■ Assigned task
Keep each line of the material that includes "match", and leave out the rest.

■ Records for this exercise
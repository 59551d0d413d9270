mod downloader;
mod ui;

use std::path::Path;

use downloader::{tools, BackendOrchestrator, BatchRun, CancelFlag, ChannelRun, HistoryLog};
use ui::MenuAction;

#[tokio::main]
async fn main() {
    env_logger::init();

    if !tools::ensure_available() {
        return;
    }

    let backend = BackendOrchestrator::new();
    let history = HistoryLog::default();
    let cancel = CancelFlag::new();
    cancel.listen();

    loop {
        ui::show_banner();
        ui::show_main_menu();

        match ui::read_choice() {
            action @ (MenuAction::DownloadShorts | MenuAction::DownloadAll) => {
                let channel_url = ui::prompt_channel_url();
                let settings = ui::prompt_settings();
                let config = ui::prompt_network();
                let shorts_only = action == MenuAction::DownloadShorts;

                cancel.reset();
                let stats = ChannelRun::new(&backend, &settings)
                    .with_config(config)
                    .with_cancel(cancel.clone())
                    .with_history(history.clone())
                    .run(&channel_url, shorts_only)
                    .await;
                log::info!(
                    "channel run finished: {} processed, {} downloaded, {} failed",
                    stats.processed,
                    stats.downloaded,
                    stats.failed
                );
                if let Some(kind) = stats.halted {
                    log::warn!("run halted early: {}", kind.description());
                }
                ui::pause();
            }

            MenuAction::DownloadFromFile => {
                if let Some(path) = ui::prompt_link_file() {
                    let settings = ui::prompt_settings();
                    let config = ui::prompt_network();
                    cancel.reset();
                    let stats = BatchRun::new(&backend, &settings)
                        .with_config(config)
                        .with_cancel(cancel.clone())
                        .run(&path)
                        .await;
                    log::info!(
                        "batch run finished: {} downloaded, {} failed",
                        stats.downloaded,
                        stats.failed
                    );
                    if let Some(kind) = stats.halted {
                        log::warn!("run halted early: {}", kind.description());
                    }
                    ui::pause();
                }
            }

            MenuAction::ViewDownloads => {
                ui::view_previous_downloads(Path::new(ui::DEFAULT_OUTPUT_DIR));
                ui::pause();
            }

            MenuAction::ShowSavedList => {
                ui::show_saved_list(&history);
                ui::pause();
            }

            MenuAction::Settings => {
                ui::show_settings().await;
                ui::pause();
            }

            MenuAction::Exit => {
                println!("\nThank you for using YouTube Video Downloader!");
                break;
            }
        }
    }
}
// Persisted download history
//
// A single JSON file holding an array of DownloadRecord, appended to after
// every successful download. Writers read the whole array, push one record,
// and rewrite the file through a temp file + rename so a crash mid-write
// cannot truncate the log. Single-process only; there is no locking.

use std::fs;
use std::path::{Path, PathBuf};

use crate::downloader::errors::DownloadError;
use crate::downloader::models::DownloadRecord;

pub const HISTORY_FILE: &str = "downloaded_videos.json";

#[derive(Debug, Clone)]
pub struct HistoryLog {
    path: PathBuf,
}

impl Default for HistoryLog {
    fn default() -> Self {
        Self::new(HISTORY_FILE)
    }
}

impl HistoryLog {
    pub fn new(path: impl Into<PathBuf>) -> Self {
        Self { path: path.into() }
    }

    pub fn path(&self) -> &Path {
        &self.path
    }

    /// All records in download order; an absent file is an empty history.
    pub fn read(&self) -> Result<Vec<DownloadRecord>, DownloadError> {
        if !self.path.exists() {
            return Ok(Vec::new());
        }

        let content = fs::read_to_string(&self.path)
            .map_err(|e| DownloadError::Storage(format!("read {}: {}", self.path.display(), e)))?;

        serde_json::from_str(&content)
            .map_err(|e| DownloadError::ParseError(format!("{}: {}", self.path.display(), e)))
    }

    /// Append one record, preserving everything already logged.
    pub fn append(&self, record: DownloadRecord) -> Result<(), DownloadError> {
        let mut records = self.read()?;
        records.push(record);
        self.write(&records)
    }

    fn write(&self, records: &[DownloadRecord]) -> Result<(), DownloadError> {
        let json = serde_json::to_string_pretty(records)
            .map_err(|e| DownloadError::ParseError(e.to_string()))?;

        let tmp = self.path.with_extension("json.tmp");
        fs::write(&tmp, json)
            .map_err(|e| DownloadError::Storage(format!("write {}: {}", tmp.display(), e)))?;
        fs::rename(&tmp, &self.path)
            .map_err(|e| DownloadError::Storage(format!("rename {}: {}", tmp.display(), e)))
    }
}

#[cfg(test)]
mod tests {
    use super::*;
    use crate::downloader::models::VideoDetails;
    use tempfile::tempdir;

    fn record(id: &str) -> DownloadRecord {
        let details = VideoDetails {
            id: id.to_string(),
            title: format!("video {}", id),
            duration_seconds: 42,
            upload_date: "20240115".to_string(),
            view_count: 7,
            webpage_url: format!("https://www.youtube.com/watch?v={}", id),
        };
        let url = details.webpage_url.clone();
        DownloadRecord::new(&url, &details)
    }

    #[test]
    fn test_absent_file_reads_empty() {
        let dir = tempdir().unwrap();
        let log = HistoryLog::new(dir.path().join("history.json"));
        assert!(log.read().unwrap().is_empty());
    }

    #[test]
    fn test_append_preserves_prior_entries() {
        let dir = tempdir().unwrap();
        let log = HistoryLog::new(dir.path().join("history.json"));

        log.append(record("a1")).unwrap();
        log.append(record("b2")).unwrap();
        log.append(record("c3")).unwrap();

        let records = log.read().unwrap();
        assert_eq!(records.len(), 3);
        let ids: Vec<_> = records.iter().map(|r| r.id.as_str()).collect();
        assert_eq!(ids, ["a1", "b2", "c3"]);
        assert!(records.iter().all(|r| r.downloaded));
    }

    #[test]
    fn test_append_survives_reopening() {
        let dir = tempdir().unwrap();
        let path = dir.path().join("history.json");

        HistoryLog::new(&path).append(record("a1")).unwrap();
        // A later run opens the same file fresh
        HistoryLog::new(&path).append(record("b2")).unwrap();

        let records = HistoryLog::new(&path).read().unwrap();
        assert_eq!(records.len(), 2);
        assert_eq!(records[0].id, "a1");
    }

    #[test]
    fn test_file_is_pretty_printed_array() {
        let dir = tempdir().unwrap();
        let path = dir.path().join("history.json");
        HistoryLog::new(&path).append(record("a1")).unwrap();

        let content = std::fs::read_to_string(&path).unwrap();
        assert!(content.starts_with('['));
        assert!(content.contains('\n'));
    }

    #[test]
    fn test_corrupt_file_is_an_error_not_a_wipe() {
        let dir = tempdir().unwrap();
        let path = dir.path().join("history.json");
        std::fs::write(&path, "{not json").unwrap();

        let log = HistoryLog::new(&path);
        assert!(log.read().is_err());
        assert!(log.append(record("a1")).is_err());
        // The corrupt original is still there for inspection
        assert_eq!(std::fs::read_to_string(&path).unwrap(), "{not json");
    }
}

==

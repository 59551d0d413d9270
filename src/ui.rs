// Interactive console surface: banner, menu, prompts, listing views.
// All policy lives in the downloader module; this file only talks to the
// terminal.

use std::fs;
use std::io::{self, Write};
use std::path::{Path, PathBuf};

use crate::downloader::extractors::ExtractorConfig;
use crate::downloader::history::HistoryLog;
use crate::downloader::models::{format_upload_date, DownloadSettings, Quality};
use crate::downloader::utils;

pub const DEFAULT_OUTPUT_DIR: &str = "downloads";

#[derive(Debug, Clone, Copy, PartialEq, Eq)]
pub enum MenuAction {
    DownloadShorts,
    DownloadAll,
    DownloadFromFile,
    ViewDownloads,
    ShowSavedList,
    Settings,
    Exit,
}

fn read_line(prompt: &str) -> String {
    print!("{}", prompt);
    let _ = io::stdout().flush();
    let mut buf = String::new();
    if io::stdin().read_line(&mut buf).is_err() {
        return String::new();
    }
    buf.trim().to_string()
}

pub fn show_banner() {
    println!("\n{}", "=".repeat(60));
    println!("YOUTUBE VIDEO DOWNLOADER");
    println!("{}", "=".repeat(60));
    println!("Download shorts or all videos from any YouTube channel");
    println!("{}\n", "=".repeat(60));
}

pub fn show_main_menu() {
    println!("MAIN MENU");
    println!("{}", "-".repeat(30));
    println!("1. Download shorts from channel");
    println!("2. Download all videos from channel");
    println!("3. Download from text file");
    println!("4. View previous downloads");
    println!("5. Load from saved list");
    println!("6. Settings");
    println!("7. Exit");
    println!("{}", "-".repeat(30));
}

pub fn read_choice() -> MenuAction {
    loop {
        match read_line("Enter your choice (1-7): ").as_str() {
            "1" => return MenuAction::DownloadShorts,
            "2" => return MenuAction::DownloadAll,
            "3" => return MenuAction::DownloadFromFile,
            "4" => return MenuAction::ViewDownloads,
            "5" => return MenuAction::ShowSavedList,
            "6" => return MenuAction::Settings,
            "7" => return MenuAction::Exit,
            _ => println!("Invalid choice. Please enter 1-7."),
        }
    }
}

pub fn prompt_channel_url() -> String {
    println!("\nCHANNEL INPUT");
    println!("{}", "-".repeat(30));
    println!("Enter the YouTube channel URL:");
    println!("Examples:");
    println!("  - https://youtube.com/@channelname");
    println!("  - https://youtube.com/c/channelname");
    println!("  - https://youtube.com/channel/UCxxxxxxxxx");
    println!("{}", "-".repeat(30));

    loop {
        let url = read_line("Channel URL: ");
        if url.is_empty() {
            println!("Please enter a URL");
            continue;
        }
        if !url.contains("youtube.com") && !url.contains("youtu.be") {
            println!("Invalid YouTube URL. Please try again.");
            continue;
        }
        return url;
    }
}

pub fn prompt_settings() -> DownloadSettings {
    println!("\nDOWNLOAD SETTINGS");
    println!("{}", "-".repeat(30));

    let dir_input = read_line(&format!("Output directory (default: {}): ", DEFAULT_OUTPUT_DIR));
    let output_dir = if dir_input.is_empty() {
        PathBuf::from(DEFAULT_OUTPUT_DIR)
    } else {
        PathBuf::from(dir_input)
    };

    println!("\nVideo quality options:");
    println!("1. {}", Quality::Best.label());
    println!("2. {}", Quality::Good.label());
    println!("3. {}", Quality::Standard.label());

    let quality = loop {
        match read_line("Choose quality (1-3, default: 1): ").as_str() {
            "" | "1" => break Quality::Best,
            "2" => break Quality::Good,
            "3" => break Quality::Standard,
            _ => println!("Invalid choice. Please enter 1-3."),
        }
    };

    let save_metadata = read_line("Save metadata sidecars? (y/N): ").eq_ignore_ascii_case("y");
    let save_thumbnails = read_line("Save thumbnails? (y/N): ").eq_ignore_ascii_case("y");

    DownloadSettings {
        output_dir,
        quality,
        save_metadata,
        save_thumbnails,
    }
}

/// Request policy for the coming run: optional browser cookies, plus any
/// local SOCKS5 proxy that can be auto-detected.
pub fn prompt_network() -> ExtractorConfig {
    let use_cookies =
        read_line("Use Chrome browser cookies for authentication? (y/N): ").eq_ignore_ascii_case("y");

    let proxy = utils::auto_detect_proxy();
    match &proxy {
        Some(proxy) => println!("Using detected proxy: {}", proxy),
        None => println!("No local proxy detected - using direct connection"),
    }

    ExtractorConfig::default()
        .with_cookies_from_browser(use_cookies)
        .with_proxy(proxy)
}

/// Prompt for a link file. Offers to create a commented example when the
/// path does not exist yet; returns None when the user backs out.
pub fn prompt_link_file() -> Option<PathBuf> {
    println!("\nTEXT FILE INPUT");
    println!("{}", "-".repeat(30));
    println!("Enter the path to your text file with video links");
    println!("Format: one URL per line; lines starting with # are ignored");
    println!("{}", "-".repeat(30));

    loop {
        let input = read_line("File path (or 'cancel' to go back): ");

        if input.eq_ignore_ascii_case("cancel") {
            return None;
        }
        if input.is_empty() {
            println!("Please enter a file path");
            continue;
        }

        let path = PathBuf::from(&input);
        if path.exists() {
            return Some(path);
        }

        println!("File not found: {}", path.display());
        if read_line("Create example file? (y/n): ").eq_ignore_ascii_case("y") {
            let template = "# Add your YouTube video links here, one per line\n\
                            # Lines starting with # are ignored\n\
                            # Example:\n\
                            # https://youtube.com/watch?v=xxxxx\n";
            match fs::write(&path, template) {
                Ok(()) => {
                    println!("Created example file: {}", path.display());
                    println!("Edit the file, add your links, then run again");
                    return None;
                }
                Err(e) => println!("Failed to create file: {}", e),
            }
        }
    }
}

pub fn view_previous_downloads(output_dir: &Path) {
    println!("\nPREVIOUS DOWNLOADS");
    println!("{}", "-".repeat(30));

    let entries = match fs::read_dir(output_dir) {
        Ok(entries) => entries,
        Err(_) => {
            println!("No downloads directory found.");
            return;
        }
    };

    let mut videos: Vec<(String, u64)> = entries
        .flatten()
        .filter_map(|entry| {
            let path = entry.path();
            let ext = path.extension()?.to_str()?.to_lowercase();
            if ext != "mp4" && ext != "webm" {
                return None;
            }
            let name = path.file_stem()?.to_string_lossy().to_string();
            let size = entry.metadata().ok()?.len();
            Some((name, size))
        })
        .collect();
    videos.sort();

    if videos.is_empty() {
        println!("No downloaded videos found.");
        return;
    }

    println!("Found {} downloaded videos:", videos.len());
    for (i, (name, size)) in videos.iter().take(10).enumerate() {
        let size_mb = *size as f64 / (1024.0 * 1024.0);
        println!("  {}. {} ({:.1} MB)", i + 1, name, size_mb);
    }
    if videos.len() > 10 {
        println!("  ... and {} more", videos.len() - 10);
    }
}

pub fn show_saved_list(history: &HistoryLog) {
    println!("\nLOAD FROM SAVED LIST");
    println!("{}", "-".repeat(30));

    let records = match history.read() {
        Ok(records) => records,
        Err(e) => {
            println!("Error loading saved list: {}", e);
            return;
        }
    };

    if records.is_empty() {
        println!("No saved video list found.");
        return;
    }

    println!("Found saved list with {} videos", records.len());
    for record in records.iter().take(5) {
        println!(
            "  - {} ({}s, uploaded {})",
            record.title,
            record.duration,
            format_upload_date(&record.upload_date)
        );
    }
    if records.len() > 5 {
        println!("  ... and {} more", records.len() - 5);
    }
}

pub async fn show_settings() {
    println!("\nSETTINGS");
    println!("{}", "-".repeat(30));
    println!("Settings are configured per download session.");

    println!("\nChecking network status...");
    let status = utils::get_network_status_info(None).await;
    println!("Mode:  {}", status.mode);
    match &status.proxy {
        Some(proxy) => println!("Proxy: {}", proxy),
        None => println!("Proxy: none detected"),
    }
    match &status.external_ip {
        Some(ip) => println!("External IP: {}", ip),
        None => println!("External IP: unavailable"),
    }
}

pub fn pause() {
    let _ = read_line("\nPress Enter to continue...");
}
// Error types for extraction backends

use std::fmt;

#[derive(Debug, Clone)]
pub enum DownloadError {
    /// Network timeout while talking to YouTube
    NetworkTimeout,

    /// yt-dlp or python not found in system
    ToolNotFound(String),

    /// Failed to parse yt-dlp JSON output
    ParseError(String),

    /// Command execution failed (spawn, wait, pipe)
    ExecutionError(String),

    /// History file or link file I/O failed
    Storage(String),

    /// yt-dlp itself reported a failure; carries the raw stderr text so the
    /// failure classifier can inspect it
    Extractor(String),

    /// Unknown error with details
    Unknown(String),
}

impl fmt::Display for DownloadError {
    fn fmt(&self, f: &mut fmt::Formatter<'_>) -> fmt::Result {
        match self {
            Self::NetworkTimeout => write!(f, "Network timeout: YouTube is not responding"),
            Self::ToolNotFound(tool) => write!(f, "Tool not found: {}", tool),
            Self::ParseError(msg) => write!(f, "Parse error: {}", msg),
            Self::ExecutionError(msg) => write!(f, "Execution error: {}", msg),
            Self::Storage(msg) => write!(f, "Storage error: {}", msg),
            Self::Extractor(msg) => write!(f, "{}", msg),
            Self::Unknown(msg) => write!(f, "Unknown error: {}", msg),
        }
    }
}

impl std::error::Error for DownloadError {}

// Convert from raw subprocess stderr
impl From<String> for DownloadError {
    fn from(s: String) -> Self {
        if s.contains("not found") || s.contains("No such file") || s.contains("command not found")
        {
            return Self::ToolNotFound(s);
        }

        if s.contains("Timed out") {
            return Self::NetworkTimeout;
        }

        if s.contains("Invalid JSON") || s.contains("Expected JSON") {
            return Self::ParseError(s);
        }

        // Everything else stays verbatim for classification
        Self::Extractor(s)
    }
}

■ Task response
        match ui::read_choice() {
        match read_line("Enter your choice (1-7): ").as_str() {
        match read_line("Choose quality (1-3, default: 1): ").as_str() {
    match &proxy {
            match fs::write(&path, template) {
    let entries = match fs::read_dir(output_dir) {
    let records = match history.read() {
    match &status.proxy {
    match &status.external_ip {
        match self {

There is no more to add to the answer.